14 and 15 to the main pipe 22 thereby mixing steam and compressed air and introducing the resultant hot humid air into the inner space 8 via the main pipe 22, it is possible to independently connect the steam and

compressed air pipings

14 and 15 to the inner space 8.

Thus, in the apparatus according to the invention, pressurized hot humid air can be instantaneously introduced into the hollow mold half 1 to carry out heating and wetting, and ambient air can be instantaneously sucked for a cooling purpose simply by switching to the vacuum pump. Accordingly, by the apparatus according to the invention, the heating and cooling cycles can be controlled within a short period of time and the working temperature can be precisely controlled. Furthermore, the direct injection of steam involved provides improved ability of wetting adhesive. In addition, the equipment used herein for the supply of hot humid air is compact requiring a small space, and be easily changed or remodeled in accordance with changes of the production line.

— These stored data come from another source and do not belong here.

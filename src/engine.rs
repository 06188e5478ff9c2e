//! Sync engine orchestration
//!
//! Stage boundaries are strict: classification completes before validation,
//! validation passes before any directory is created, directories exist
//! before any file task starts. Within the file phase, the copy and
//! transform sets are disjoint (the validator guarantees it), so the two
//! phases fan out in parallel with no shared mutable state.

use std::collections::{BTreeSet, HashSet};
use std::path::PathBuf;

use rayon::prelude::*;

use crate::classify::{classify_all, Classification, Pairing};
use crate::config::Config;
use crate::error::{DistlinkError, DistlinkResult};
use crate::linkcopy::{reconcile, LinkPolicy, Outcome};
use crate::materialize::ensure_dirs;
use crate::orphan::{force_clean, remove_stale, RemovalSummary};
use crate::transform::{map_path, reconcile_transform, TransformDisposition, Transformer};
use crate::validate::validate;

/// What one full run did.
#[derive(Debug, Clone, Default)]
pub struct SyncSummary {
    /// Destination roots wiped by force-clean mode.
    pub cleaned_roots: Vec<PathBuf>,
    /// Stale entries removed in incremental mode.
    pub removed: RemovalSummary,
    /// Directories the run guarantees exist.
    pub directories: usize,
    /// Transform destinations actually (re)written.
    pub transformed: Vec<PathBuf>,
    /// Copy destinations actually (re)written, with the strategy that stuck.
    pub copied: Vec<(PathBuf, Outcome)>,
    /// Files found already correct and left alone.
    pub up_to_date: usize,
}

impl SyncSummary {
    pub fn written(&self) -> usize {
        self.transformed.len() + self.copied.len()
    }
}

/// Classify and validate without touching the filesystem. Dry-run surface.
pub fn plan(pairings: &[Pairing], config: &Config) -> DistlinkResult<Classification> {
    let classification = classify_all(pairings, config)?;
    validate(&classification, &config.map_suffix)?;
    Ok(classification)
}

/// Run a full synchronization pass.
pub fn run<T: Transformer + ?Sized>(
    pairings: &[Pairing],
    config: &Config,
    transformer: &T,
    policy: LinkPolicy,
) -> DistlinkResult<SyncSummary> {
    let mut summary = SyncSummary::default();

    if config.clean {
        summary.cleaned_roots = force_clean(pairings)?;
    }

    let classification = classify_all(pairings, config)?;
    validate(&classification, &config.map_suffix)?;

    // Parents of single-file pairing destinations are not in the classified
    // set; they still count as directories this run owns, so they must be in
    // place before the file phase and must survive orphan removal when they
    // nest under another pairing's destination root.
    let mut dirs = classification.directories.clone();
    for item in classification.transforms.iter().chain(&classification.copies) {
        let mut cursor = item.destination.as_path();
        while let Some(parent) = cursor.parent() {
            if parent.as_os_str().is_empty()
                || parent.parent().is_none()
                || !dirs.insert(parent.to_path_buf())
            {
                break;
            }
            cursor = parent;
        }
    }

    if !config.clean {
        let roots: BTreeSet<PathBuf> = pairings
            .iter()
            .map(|p| p.destination.clone())
            .filter(|d| classification.directories.contains(d))
            .collect();
        let mut expected_files: HashSet<PathBuf> = classification
            .copies
            .iter()
            .map(|item| item.destination.clone())
            .collect();
        for item in &classification.transforms {
            expected_files.insert(item.destination.clone());
            expected_files.insert(map_path(&item.destination, &config.map_suffix));
        }
        summary.removed = remove_stale(&roots, &expected_files, &dirs)?;
    }

    ensure_dirs(&dirs)?;
    summary.directories = classification.directories.len();

    let (copy_results, transform_results) = rayon::join(
        || {
            classification
                .copies
                .par_iter()
                .map(|item| {
                    reconcile(&item.source, &item.destination, policy)
                        .map(|outcome| (item.destination.clone(), outcome))
                })
                .collect::<Vec<_>>()
        },
        || {
            classification
                .transforms
                .par_iter()
                .map(|item| {
                    reconcile_transform(
                        &item.source,
                        &item.destination,
                        transformer,
                        &config.transform_options,
                        &config.map_suffix,
                    )
                    .map(|disposition| (item.destination.clone(), disposition))
                })
                .collect::<Vec<_>>()
        },
    );

    // All file tasks have run; now surface the first failure, if any.
    // Partially written state is deliberately left in place.
    let mut first_error: Option<DistlinkError> = None;
    for result in copy_results {
        match result {
            Ok((_, Outcome::UpToDate)) => summary.up_to_date += 1,
            Ok((dst, outcome)) => summary.copied.push((dst, outcome)),
            Err(e) => {
                if first_error.is_none() {
                    first_error = Some(e);
                }
            }
        }
    }
    for result in transform_results {
        match result {
            Ok((_, TransformDisposition::UpToDate)) => summary.up_to_date += 1,
            Ok((dst, TransformDisposition::Written)) => summary.transformed.push(dst),
            Err(e) => {
                if first_error.is_none() {
                    first_error = Some(e);
                }
            }
        }
    }
    if let Some(err) = first_error {
        return Err(err);
    }

    Ok(summary)
}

Thus, in a production line of an automobile seat manufacturing factory, the apparatus according to the invention greatly contributes to the productivity and quality of products.beyond a limit of the prior art apparatus wherein hot humid air and cool air prepared by air conditioners are alternately supplied by blowers.

Claims

An apparatus for adhesive bonding and molding a semi-finished seat product (3) comprising a mold composed of a hollow mold half (1) having an inner space (8) and a pressing mold half (2), the surface of said hollow mold half (1) to be in contact with the semi-finished seat product (3) being perforated, said apparatus further comprising a steam piping (14) with a steam valve (17) for connecting the inner space (8) of said hollow mold half (1) to a steam source (11), wherein the semi-finished seat product (3) comprising an inner seat material (4), an outer seat material (5) and a thermosoftening adhesive (6) interposed between said inner and outer seat materials is adhesively bonded and molded in the mold by heating and cooling said semi-finished seat product (3), the heating being conducted by introducing a hot and humid air into the hollow mold half (1) and the cooling being conducted by exhausting a fluid from the hollow mold half (1), the apparatus being characterized in that it further comprises

a compressed air piping (15) with a compressed air valve (18) for connecting the inner space of said hollow half to a compressed air source and an exhaust piping (16) with an exhaust valve (19) for connecting the inner space (8) of said hollow mold half (1) to an exhaust source (13),

said apparatus is provided with a first control means for controlling degrees of opening of said steam valve (17) and compressed air valve (18) so that a temperature in the inner space (8) of said hollow mold half (1) may become a preset value, and

said apparatus is further provided with a second control means for controlling opening and closing operation of said valves (17) (18) (19) so that an operation of opening said exhaust valve (19) when said steam and compressed air valves (17) (18) are closed and an operation of opening said steam and compressed air valves (17) (18) when said exhaust valve (19) is closed may be carried out alternately.
The apparatus according to claim 1 wherein said semi-finished seat product (3) is intended for producing an automobile seat and the inner seat material of said semi-finished seat product is composed of a foamed polyurethane resin.
The apparatus according to claim 1 or 2 wherein said steam piping (14) and said compressed air piping are combined together to form a single piping downstream from said steam valve (17) and said air valve (18).